2. Wal-Mart’s Bentonville drones place a “sales restriction” on the item(s) in question. This is done by looking in a computer and seeing which of the products the company is selling, finding the appropriate UPC(s) and blocking those UPC(s) from being scanned at the register. Any register. Anywhere there is a Wal-Mart. Yes. The computer in Bentonville has tentacles all over the planet.
3. The Bentonville drones send an e-mail to the Dept. 8 [pets] manager and some other people, including the Service Desk (because customers can of course return their recalled items) telling them to pull the merchandise from the sales floor.
4. Oh wait. There isn’t a #4.

Number four is important. Emails can go unread. Sales restrictions can be Land sakes a mercy! It’s been RECALLED! [Behind The Counter]
PREVIOUSLY: Woman Buys $1,000 In Tainted Pet Food At Walmart
Recalled Pet Food Still On Walmart Shelves


Edit Your Comment

  1. Sudonum says:

    Damn, I just linked to this blog on the other post!

  2. Karl says:

    I think their sales restrictions would be a lot more effective if they mentioned why an item shouldn’t be sold (e.g. “Sale Not Allowed: Will kill your pet!”) instead of a generic message.

  3. KevinQ says:

    One place I worked (I think it was KB Toys, though it may have been Blockbuster. This was a while ago) when we had product that we had to ship back, we had to scan it in the computer. Each week, a report would come up detailing items that the computer thought we still had in the store that we were supposed to send back. It was a way to double-check, and a way for the store manager to bust our balls if we missed something.

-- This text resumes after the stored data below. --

//! State owned by the launch orchestrator.
//!
//! Everything in here is mutated only by the transition function in
//! [`reducer`](crate::app::reducer). The UI reads it through [`AppSnapshot`].

use crate::wallet::{Birthday, NetworkType, RedactableString, WalletRecord};
use std::fmt;

/// Outcome of the wallet initialization check
#[derive(Debug, Clone, PartialEq, Eq, Default)]
pub enum InitializationState {
    #[default]
    Uninitialized,
    KeysMissing,
    Initialized,
    Failed(String),
}

impl fmt::Display for InitializationState {
    fn fmt(&self, f: &mut fmt::Formatter<'_>) -> fmt::Result {
        match self {
            InitializationState::Uninitialized => f.write_str("uninitialized"),
            InitializationState::KeysMissing => f.write_str("keysMissing"),
            InitializationState::Initialized => f.write_str("initialized"),
            InitializationState::Failed(reason) => write!(f, "failed: {}", reason),
        }
    }
}

/// Top level screens the application can show
#[derive(Debug, Clone, Copy, PartialEq, Eq, Hash, Default)]
pub enum Destination {
    #[default]
    Welcome,
    Onboarding,
    PhraseDisplay,
    Tabs,
}

/// Current screen plus the one shown right before it
#[derive(Debug, Clone, Copy, PartialEq, Eq, Default)]
pub struct DestinationState {
    pub previous_destination: Destination,
    pub internal_destination: Destination,
}

impl DestinationState {
    pub fn destination(&self) -> Destination {
        self.internal_destination
    }

    /// Move to `destination`, remembering the screen being left.
    pub fn update(&mut self, destination: Destination) {
        self.previous_destination = self.internal_destination;
        self.internal_destination = destination;
    }
}

/// Payload for the recovery phrase backup screen
#[derive(Debug, Clone, PartialEq, Eq, Default)]
pub struct PhraseDisplayState {
    pub phrase: Vec<RedactableString>,
    /// Text field for the birthday, starts empty
    pub birthday_value: String,
    pub birthday: Option<Birthday>,
}

impl PhraseDisplayState {
    pub fn for_wallet(wallet: &WalletRecord) -> Self {
        Self {
            phrase: wallet.seed_phrase.words(),
            birthday_value: String::new(),
            birthday: Some(wallet.birthday),
        }
    }

    pub fn is_empty(&self) -> bool {
        self.phrase.is_empty()
    }
}

/// User-facing alerts raised by the launch sequence
#[derive(Debug, Clone, PartialEq, Eq)]
pub enum AlertState {
    /// Wallet state could not be resolved, e.g. keys missing after all retries
    WalletStateFailed(InitializationState),
    /// Wallet engine failed to start
    InitializationFailed(String),
    /// The backup confirmation could not be stored
    BackupConfirmationFailed(String),
}

impl AlertState {
    pub fn title(&self) -> &'static str {
        match self {
            AlertState::WalletStateFailed(_) => "Wallet state failed",
            AlertState::InitializationFailed(_) => "Failed to initialize the wallet",
            AlertState::BackupConfirmationFailed(_) => "Failed to confirm the backup",
        }
    }

    pub fn message(&self) -> String {
        match self {
            AlertState::WalletStateFailed(state) => {
                format!("App initialization state: {}", state)
            }
            AlertState::InitializationFailed(reason)
            | AlertState::BackupConfirmationFailed(reason) => reason.clone(),
        }
    }
}

/// Full orchestrator state for one app session
#[derive(Debug, Clone, PartialEq, Default)]
pub struct RootState {
    pub app_initialization_state: InitializationState,
    pub destination_state: DestinationState,
    pub alert: Option<AlertState>,
    pub keychain_read_retries: u32,
    pub network: NetworkType,
    pub phrase_display_state: PhraseDisplayState,
    pub stored_wallet: Option<WalletRecord>,
    pub is_registered_for_sync_updates: bool,
    /// Set by the first `DidFinishLaunching`, the launch sequence runs once per session
    pub has_launched: bool,
}

impl RootState {
    pub fn new(network: NetworkType) -> Self {
        Self {
            network,
            ..Self::default()
        }
    }

    /// Whether the loaded wallet still has to go through the backup confirmation
    pub fn is_backup_confirmation_required(&self) -> bool {
        self.stored_wallet
            .as_ref()
            .is_some_and(|wallet| !wallet.has_user_passed_phrase_backup_test)
    }
}

/// Read-only view of the orchestrator state published to the UI
#[derive(Debug, Clone, PartialEq, Default)]
pub struct AppSnapshot {
    pub initialization_state: InitializationState,
    pub destination_state: DestinationState,
    pub alert: Option<AlertState>,
    pub phrase_display: PhraseDisplayState,
    pub keychain_read_retries: u32,
}

impl From<&RootState> for AppSnapshot {
    fn from(state: &RootState) -> Self {
        Self {
            initialization_state: state.app_initialization_state.clone(),
            destination_state: state.destination_state,
            alert: state.alert.clone(),
            phrase_display: state.phrase_display_state.clone(),
            keychain_read_retries: state.keychain_read_retries,
        }
    }
}
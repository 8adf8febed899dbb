// Declare the modules that make up this crate.
pub mod error;
pub mod settings;

// Re-export the core types to provide a clean public API.
pub use error::ConfigError;
pub use settings::{BacktestSettings, Config, StrategyConfig};

/// Loads the application configuration from the `config.toml` file.
///
/// This function is the primary entry point for this crate. It reads the
/// configuration file, deserializes it into our strongly-typed `Config`
/// struct, validates every parameter domain, and returns it.
pub fn load_config() -> Result<Config, ConfigError> {
    load_config_from("config.toml")
}

/// Loads and validates the configuration from an explicit file path.
pub fn load_config_from(path: &str) -> Result<Config, ConfigError> {
    let builder = config::Config::builder()
        .add_source(config::File::with_name(path))
        .build()?;

    // Attempt to deserialize the entire configuration into our `Config` struct
    let config = builder.try_deserialize::<Config>()?;
    config.validate()?;

    Ok(config)
}
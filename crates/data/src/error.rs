use std::path::PathBuf;
use thiserror::Error;

#[derive(Error, Debug)]
pub enum DataError {
    #[error("Data file not found: {0}")]
    FileNotFound(PathBuf),

    #[error("CSV error: {0}")]
    Csv(#[from] csv::Error),

    #[error("I/O error: {0}")]
    Io(#[from] std::io::Error),

    #[error("Non-finite return value {value} at row {row}")]
    NonFiniteReturn { row: usize, value: f64 },
}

    Apparently, that double-check is what’s missing here. I’m sure they keep track of their products by SKU or similar. If an item’s not been zero’d out in the computer, the manager should know, and do something about it.


  4. raybury says:

    I’m not convinced there isn’t a step 4. After posting on the last thread about this, I printed out a list of Old Roy recalls and checked my local WM, where the recalled stuff was missing from shelf space labeled with handwritten “recall” tags. This did most of what we could have asked for.

    What it did not do was ease my mind about the WM practice of “jerry-rig locally.” A register at a nearby store had a semi-literate pencil-written sign about no credit cards for weeks. The obvious solution is to fix the thing, but didn’t anyone in charge have a frakin’ printer in their office to make a readable sign in standard written English?

    It also didn’t assuage concerns about step 2, especially with regard to pet food, baby food, and other quantity-key-susceptible items. This would be one good argument in favor of item-level RFID tags. Also better human vigilance.

  5. Bourque77 says:

    Eventually one of these delayed recalls for wal-mart will come back to cost them millions in a lawsuit. Then maybe they’ll fix it, maybe.

  6. mopar_man says:

    Why is it so difficult for the largest retailer in America to deploy an effective recall system?

    Because that would mean there’s stuff taken off the shelf that wouldn’t be sold for profit. That place will do anything to make a buck (or a penny for that matter).

  7. Michael Bauser says:

    KevinQ’s right: A smarter inventory system would help a lot here. I’ve worked at places that had weekly “ship back” reports, too.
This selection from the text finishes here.